■ **Brief**: Report how many lines in the records hold the string "returns"; give the number and nothing else.

##############################

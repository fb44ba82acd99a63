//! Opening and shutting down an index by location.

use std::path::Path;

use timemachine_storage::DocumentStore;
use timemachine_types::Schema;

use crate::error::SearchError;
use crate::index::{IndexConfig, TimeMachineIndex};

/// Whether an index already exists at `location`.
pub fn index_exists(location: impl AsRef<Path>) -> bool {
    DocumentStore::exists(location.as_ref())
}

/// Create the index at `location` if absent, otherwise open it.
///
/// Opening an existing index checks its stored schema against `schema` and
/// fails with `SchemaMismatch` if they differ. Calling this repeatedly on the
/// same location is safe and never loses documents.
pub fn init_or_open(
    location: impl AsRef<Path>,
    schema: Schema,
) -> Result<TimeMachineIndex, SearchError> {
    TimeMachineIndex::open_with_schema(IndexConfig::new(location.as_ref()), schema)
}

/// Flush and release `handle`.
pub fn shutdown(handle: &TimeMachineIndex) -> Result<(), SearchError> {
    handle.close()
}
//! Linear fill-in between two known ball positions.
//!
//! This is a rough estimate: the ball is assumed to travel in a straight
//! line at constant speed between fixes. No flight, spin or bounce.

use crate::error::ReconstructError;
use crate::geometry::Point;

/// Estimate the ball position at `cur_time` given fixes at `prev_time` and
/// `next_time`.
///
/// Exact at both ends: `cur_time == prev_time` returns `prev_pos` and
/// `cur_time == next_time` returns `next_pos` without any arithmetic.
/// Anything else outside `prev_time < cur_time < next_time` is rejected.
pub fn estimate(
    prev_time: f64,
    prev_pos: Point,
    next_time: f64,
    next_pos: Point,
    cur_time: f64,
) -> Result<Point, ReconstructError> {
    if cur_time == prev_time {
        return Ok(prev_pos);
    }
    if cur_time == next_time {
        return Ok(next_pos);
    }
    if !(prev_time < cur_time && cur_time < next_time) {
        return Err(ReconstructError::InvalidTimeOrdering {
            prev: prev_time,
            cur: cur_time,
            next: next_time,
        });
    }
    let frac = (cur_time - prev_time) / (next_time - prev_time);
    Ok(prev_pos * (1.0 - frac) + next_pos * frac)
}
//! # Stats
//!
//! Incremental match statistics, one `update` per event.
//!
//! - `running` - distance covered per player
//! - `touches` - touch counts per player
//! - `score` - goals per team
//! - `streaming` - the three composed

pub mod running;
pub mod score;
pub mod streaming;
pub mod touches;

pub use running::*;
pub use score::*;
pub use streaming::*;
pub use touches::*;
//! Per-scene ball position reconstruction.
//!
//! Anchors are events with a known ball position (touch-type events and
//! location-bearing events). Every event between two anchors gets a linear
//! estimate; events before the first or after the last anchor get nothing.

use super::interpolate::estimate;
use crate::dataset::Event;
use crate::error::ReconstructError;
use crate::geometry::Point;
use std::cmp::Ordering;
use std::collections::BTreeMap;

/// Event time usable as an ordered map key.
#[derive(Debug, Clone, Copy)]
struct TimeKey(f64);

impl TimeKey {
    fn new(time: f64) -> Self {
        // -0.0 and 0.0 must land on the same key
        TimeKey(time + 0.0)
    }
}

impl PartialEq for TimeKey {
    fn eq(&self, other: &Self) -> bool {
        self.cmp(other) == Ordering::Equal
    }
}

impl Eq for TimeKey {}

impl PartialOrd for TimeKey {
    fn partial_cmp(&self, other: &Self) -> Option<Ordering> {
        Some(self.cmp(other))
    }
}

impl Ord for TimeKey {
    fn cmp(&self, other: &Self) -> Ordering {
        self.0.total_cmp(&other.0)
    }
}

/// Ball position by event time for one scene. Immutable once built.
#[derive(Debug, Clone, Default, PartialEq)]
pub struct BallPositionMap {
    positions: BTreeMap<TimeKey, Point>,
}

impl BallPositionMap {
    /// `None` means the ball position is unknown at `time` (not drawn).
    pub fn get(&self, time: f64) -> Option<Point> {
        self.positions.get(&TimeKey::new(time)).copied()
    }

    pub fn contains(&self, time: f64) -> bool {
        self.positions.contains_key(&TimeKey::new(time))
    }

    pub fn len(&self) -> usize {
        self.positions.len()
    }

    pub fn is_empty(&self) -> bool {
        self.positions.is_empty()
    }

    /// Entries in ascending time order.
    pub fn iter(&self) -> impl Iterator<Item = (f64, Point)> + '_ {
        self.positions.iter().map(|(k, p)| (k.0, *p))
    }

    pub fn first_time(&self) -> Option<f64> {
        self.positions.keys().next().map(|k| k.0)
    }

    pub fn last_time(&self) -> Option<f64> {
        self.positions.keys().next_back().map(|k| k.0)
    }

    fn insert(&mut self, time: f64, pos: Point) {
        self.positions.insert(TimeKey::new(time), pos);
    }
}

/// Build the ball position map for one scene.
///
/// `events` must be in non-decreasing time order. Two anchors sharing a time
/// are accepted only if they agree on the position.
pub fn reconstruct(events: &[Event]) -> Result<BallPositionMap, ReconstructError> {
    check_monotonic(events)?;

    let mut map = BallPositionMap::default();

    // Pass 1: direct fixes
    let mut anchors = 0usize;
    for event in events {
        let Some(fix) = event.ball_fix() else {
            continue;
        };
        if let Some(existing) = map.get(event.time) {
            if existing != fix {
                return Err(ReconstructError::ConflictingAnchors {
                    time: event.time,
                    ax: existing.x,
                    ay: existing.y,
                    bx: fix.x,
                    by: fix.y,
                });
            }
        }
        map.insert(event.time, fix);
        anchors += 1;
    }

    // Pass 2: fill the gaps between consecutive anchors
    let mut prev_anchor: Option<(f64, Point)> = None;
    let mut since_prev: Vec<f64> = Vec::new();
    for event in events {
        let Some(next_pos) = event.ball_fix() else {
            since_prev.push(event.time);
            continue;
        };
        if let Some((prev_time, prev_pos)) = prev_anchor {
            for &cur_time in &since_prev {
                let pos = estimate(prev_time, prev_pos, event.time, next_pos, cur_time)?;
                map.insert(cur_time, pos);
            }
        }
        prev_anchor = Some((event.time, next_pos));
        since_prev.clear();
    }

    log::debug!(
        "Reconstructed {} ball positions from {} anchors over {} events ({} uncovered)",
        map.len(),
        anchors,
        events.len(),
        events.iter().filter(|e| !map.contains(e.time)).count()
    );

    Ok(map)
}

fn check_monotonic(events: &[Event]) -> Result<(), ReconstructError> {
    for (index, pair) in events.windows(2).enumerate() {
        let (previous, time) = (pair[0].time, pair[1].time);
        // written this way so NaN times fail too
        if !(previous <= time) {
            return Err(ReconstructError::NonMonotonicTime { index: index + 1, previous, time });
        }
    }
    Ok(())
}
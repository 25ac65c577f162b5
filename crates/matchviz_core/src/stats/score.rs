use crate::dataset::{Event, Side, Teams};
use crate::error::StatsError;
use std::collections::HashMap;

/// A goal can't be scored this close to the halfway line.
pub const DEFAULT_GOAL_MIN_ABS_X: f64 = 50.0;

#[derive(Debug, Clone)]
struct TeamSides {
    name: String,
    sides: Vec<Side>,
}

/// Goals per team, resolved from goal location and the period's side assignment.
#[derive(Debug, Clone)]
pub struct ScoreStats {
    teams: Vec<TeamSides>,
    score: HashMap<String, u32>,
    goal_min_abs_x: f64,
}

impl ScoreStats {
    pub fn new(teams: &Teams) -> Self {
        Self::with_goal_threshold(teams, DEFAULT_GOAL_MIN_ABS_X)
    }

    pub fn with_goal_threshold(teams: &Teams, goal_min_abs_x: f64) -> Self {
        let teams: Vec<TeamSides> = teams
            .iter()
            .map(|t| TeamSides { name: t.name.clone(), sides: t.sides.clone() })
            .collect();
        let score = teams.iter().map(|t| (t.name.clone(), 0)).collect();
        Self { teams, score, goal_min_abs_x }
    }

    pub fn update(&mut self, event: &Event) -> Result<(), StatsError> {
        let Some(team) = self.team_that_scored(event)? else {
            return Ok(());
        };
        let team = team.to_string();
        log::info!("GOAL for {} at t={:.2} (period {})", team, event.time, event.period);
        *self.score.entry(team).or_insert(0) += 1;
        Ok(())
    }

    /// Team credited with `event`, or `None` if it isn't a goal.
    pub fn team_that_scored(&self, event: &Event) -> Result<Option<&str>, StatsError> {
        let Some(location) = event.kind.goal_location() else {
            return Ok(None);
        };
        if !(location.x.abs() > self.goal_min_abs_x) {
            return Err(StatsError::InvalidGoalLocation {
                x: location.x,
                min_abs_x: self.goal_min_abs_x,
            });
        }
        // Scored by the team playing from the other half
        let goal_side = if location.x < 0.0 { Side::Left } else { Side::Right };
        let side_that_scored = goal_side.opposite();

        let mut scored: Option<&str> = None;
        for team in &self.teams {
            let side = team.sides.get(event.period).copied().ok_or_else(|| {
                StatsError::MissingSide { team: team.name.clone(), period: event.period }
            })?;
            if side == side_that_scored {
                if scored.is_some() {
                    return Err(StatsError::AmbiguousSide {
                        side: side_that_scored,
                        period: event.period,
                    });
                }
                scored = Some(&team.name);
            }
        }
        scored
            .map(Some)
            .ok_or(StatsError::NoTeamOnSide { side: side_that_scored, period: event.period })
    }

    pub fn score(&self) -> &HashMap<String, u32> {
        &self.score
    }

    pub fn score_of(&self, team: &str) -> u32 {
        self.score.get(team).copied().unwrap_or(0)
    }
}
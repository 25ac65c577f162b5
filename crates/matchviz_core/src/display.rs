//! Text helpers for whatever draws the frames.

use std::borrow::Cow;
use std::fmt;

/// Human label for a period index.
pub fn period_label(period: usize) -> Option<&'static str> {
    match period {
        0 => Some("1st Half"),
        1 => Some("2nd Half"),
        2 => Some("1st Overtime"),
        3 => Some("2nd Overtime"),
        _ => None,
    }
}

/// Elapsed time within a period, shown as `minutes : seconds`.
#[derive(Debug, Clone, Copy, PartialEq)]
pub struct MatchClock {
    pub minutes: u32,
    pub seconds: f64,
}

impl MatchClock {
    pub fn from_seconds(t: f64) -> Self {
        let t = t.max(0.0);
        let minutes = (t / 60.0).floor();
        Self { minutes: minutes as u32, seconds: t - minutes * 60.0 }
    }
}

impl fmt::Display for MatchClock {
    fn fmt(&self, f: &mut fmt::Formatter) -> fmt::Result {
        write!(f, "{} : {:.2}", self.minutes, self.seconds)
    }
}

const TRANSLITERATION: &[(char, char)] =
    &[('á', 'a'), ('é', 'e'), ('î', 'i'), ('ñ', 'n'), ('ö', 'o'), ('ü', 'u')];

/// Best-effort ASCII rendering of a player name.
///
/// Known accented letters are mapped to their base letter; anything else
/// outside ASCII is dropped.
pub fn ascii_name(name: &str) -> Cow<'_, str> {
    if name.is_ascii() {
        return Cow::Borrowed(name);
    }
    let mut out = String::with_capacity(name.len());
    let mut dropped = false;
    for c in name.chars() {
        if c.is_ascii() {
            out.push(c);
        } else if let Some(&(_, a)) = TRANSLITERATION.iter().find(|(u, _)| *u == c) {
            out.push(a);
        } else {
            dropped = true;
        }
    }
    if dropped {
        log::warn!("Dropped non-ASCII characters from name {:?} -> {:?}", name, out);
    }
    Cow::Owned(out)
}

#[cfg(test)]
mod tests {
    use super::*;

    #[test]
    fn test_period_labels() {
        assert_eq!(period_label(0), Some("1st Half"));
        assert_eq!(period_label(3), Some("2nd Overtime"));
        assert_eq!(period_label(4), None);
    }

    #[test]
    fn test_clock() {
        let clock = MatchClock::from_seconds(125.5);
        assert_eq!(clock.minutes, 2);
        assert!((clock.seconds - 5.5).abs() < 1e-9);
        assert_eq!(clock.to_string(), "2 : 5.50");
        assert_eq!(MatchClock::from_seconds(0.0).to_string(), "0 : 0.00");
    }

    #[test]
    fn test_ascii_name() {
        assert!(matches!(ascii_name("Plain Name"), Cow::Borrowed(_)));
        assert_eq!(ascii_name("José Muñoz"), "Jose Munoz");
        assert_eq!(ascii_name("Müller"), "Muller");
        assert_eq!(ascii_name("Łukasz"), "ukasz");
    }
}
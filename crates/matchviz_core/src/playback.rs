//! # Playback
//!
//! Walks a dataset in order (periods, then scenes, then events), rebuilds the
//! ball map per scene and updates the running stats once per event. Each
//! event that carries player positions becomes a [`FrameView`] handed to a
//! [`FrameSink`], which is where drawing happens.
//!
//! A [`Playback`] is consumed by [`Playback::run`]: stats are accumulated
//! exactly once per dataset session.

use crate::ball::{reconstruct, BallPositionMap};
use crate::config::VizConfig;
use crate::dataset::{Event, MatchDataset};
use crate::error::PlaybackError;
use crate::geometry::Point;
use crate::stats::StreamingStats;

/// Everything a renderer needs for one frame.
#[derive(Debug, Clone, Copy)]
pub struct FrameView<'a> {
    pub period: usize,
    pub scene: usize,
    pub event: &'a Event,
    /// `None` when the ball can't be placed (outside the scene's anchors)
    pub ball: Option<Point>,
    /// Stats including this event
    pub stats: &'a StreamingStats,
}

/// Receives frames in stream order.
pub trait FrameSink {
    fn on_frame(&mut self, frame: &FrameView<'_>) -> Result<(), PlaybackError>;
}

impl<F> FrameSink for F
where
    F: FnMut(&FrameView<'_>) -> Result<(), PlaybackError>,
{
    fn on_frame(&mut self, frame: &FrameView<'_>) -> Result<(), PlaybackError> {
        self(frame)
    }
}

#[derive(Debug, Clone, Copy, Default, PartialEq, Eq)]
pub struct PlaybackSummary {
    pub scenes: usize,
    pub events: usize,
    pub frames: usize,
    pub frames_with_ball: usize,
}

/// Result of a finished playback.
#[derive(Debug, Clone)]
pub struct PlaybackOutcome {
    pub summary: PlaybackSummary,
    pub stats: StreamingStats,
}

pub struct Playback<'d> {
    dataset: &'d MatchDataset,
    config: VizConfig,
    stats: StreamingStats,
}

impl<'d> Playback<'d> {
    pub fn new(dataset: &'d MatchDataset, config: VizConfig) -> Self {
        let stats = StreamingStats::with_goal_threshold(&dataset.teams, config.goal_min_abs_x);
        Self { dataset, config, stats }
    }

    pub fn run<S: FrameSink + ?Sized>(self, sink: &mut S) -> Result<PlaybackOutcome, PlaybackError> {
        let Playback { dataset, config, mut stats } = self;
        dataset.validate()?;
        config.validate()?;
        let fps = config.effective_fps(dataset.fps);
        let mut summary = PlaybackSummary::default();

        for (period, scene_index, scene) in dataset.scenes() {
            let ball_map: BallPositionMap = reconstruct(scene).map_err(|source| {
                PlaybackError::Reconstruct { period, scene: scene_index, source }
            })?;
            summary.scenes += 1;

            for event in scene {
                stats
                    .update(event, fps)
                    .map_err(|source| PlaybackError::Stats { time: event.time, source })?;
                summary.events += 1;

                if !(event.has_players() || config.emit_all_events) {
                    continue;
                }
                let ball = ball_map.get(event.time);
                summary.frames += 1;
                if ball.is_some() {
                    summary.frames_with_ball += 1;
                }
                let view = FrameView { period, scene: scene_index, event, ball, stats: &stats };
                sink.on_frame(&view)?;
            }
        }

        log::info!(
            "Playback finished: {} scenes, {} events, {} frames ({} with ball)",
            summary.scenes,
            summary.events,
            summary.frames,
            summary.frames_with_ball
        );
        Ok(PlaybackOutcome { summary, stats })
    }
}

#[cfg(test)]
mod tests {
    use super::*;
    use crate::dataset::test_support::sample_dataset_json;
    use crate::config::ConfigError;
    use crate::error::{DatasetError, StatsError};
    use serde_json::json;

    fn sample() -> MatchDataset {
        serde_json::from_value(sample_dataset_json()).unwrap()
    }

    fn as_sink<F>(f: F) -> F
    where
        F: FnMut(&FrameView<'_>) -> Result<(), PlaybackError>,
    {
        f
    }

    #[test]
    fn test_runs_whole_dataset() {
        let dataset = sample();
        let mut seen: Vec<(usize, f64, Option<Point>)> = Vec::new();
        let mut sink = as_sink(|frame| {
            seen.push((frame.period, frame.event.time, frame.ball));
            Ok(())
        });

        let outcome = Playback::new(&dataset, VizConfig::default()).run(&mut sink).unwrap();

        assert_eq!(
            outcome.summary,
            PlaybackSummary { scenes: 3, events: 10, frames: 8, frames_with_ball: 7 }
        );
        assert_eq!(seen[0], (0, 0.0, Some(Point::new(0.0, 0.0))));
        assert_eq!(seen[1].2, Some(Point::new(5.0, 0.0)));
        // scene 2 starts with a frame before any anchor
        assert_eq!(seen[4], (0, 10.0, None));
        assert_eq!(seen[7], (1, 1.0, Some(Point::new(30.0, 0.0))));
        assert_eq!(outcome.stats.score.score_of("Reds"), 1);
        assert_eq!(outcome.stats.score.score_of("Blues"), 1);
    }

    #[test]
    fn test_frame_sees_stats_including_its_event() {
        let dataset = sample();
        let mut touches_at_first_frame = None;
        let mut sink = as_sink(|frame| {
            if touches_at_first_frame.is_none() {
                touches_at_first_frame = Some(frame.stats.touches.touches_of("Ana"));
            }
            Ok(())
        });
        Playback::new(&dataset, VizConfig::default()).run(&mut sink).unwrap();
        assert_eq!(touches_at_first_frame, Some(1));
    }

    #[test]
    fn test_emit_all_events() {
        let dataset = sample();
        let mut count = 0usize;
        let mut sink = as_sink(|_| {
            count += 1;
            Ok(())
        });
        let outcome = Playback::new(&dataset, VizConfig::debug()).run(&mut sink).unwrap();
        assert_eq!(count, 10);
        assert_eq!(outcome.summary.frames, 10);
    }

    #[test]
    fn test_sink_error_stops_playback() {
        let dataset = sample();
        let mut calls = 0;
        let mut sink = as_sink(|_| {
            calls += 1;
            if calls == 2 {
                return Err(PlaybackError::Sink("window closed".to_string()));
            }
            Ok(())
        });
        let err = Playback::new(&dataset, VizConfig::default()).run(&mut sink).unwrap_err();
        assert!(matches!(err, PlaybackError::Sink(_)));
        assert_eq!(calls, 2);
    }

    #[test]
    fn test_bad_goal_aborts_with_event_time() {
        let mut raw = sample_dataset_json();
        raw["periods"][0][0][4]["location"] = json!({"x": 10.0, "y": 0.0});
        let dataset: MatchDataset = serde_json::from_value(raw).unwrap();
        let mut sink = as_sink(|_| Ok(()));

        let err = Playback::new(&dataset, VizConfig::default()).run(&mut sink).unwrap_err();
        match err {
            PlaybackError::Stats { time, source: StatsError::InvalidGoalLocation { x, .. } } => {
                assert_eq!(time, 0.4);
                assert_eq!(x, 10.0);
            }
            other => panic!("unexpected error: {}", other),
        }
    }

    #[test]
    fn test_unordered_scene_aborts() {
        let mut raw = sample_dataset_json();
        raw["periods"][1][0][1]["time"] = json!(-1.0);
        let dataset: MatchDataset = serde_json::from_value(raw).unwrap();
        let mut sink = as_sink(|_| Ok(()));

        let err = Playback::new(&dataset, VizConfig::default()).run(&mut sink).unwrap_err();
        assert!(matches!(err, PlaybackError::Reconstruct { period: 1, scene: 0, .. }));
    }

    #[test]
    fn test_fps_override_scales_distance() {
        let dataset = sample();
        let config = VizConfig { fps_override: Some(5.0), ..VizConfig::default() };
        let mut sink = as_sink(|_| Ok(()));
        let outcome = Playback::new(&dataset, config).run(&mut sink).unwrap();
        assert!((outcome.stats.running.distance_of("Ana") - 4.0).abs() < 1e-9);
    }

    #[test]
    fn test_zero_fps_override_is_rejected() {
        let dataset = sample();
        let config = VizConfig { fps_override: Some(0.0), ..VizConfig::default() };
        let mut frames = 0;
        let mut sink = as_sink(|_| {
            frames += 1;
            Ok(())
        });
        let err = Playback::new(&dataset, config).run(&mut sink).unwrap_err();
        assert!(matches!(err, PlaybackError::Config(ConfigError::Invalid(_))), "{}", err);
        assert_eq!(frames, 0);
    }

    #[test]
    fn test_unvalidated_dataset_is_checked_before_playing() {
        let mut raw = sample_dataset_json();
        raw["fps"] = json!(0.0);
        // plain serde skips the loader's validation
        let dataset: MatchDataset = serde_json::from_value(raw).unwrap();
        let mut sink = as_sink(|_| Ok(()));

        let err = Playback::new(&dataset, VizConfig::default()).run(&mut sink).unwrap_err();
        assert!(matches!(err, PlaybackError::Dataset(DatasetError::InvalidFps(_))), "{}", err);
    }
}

##############################

■ **Final answer**: 2